8 thoughts on “Rumor: Microsoft set for vast data-center push

  1. Jim Mason

    About time. I’m just a bit surprised that Bill Gates has decided to retire at this critical point. Now’s the time when Microsoft’s dominance will be challenged.

    Microsoft is doing the right thing. Interesting times ahead. Plenty of innovation is expected and I’m curious how Microsoft will carry out its balancing act between SAAS and the traditional model.

    Maybe SMBs start first and we see a gradual shift with large enterprises joining last while Microsoft manages to make the best of both worlds.

  2. jharrop2

    Hmm, regarding the extent of interoperability, in my post

    http://dev.plutext.org/blog/2008/03/03/microsoft-office-online-soon/

    I wonder whether the collaboration protocols behind any collaborative editing of Office documents will be published under the recent interoperability initiative?

    Maybe, Microsoft isn’t worried someone might replicate all their features, so third party implementations are to be encouraged (as is presently the case for OpenXML)?

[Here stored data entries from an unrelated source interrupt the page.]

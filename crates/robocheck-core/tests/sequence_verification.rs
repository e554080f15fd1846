//! Integration tests for sequence verification, sequence files, and
//! configuration loading.

#![allow(clippy::unwrap_used)]

use robocheck_core::{
    SequenceEntry, SequenceError, SequenceVerifier, VerifierConfig, load_sequence,
    parse_request, save_sequence,
};
use robocheck_types::{Fact, SequenceVerdict, StepVerdict};
use serde_json::Value;

#[test]
fn power_on_then_scan_is_valid() {
    let report = SequenceVerifier::default().verify_actions(&["poweron", "scanarea"]);
    assert_eq!(report.summary, SequenceVerdict::Valid);
    assert_eq!(report.battery_history, vec![100, 90]);
    assert_eq!(
        report.final_state,
        vec![
            Fact::PoweredOn,
            Fact::Scanned,
            Fact::BatteryFull,
            Fact::ObjectDetected,
        ]
    );
}

#[test]
fn battery_drains_only_on_valid_steps_and_floors_at_zero() {
    let actions = [
        "poweron",
        "moveforward",
        "scanarea",
        "moveforward",
        "turnleft",
        "turnright",
        "pickobject",
        "releaseobject",
        "releaseobject",
        "moveforward",
        "checkbattery",
        "stop",
        "poweroff",
    ];
    let report = SequenceVerifier::default().verify_actions(&actions);

    assert_eq!(
        report.battery_history,
        vec![100, 100, 90, 70, 50, 30, 20, 10, 10, 0, 0, 0, 0]
    );
    assert_eq!(report.final_battery, 0);

    let verdicts: Vec<StepVerdict> = report.validation.iter().map(|s| s.result).collect();
    assert_eq!(verdicts.get(1), Some(&StepVerdict::PreconditionFailed));
    assert_eq!(verdicts.get(8), Some(&StepVerdict::PreconditionFailed));
    assert_eq!(report.rejected_count(), 2);
    assert_eq!(report.summary, SequenceVerdict::Invalid);

    assert_eq!(
        report.final_state,
        vec![
            Fact::PoweredOff,
            Fact::Scanned,
            Fact::BatteryLow,
            Fact::ObjectDetected,
        ]
    );
}

#[test]
fn each_run_starts_from_a_fresh_world() {
    let verifier = SequenceVerifier::default();
    let first = verifier.verify_actions(&["poweron"]);
    let second = verifier.verify_actions(&["poweron"]);
    assert_eq!(first.summary, SequenceVerdict::Valid);
    assert_eq!(second.summary, SequenceVerdict::Valid);
    assert_ne!(first.run_id, second.run_id);
}

#[test]
fn unknown_actions_are_reported_in_place() {
    let report = SequenceVerifier::default().verify_actions(&["poweron", "Dance", "scanarea"]);
    let step = report.validation.get(1).unwrap();
    assert_eq!(step.step, 2);
    assert_eq!(step.action, "dance");
    assert_eq!(step.result, StepVerdict::InvalidAction);
    assert_eq!(step.reason, "Action is not defined in the rule base.");
    assert_eq!(
        report.validation.get(2).map(|s| s.result),
        Some(StepVerdict::Valid)
    );
}

#[test]
fn json_request_to_json_report() {
    let entries = parse_request(r#"{"actions": ["poweron", {"bad": true}, "releaseobject"]}"#)
        .unwrap();
    let report = SequenceVerifier::default().verify(&entries);
    let json: Value = serde_json::to_value(&report).unwrap();

    assert_eq!(json["summary"], "INVALID SEQUENCE");
    assert_eq!(json["validation"][0]["result"], "valid");
    assert_eq!(json["validation"][0]["reason"], "All preconditions satisfied.");
    assert_eq!(json["validation"][1]["result"], "invalid_format");
    assert_eq!(json["validation"][1]["action"], r#"{"bad":true}"#);
    assert_eq!(json["validation"][2]["result"], "precondition_failed");
    assert_eq!(
        json["validation"][2]["reason"],
        "Missing preconditions: holding_object"
    );
    assert_eq!(json["final_state"][0], "powered_on");
    assert_eq!(json["battery_history"], serde_json::json!([100, 100, 100]));
}

#[test]
fn configured_world_is_used_for_every_run() {
    let yaml = "world:\n  initial_facts: [powered_on, scanned]\n  starting_battery: 30\n";
    let config = VerifierConfig::parse(yaml).unwrap();
    let verifier = SequenceVerifier::new(&config.world).unwrap();

    let report = verifier.verify_actions(&["moveforward", "turnleft"]);
    assert_eq!(report.summary, SequenceVerdict::Valid);
    assert_eq!(report.battery_history, vec![10, 0]);
    // No battery_full to retract; battery_low is still asserted.
    assert_eq!(
        report.final_state,
        vec![Fact::PoweredOn, Fact::Scanned, Fact::BatteryLow]
    );
}

#[test]
fn sequence_file_round_trip() {
    let dir = tempfile::tempdir().unwrap();
    let path = dir.path().join("walk.txt");

    save_sequence(&path, &["poweron", "scanarea", "moveforward"]).unwrap();
    let text = std::fs::read_to_string(&path).unwrap();
    assert_eq!(text, "poweron\nscanarea\nmoveforward\n");

    let loaded = load_sequence(&path).unwrap();
    assert_eq!(loaded, vec!["poweron", "scanarea", "moveforward"]);

    let report = SequenceVerifier::default().verify_actions(&loaded);
    assert!(report.is_valid());
}

#[test]
fn saving_an_empty_sequence_is_refused() {
    let dir = tempfile::tempdir().unwrap();
    let path = dir.path().join("empty.txt");
    let empty: [&str; 0] = [];
    assert!(matches!(save_sequence(&path, &empty), Err(SequenceError::Empty)));
    assert!(!path.exists());
}

#[test]
fn config_file_is_loaded_from_disk() {
    let dir = tempfile::tempdir().unwrap();
    let path = dir.path().join("robocheck.yaml");
    std::fs::write(&path, "world:\n  starting_battery: 55\n").unwrap();

    let config = VerifierConfig::from_file(&path).unwrap();
    assert_eq!(config.world.starting_battery, 55);

    let verifier = SequenceVerifier::new(&config.world).unwrap();
    let report = verifier.verify(&[SequenceEntry::from("poweron")]);
    assert_eq!(report.final_battery, 55);
}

    It would be a very good thing if the collaboration protocols were freely implementable.

  3. relaxedguy

    Back in 2000 I compiled the most comprehensive database of datacenters around the world. My consulting group used the dataset as a analytics tool for major telco clients. Its was also interesting for doing predictive analysis. If a company suddenly buys a lot of rackspace and bandwidth, they are usually up to something.

    I was on a boat with a friend a few weeks ago. He had made his millions building out datacenters during the late 90’s boom. So many people got that market wrong and it was amazing to watch it implode. There are empty datacenters around Boston that have been vacant for five years. If it’s a grid, why are companies building out new facilities when there is so much existing cheap space out there? MS has to spent it’s money somewhere and they don’t want to be trumped by another Google server warehouse.

  4. photoncourier.blogspot.com

    “why are companies building out new facilities when there is so much existing cheap space out there?”…might have something to do with the costs of power (which I imagine isn’t too cheap around Boston) and labor. Also, never underestimate the power of the Edifice Complex.

  5. Linuxguru1968

    >> “why are companies building out new facilities

    >> when there is so much existing cheap space out

    >> there?”…

    It might also have something to do with the fact that Boston subsidized the building of those datacenters, under the misguided notion that they would bring jobs and wealth into the community, only to have them sit empty when the bubble burst and the demand failed to materialize. As we Irish say, “Fool me once, shame on you. Fool me twice, shame on me.”

  6. John_Champe

    I think the principle of single point of failure still applies here… except in a much bigger way.

  7. Jake Kaldenbaugh

    Nick,

    I didn’t get a chance to watch the MIX08 event. Did they announce the predicted data center investment plan?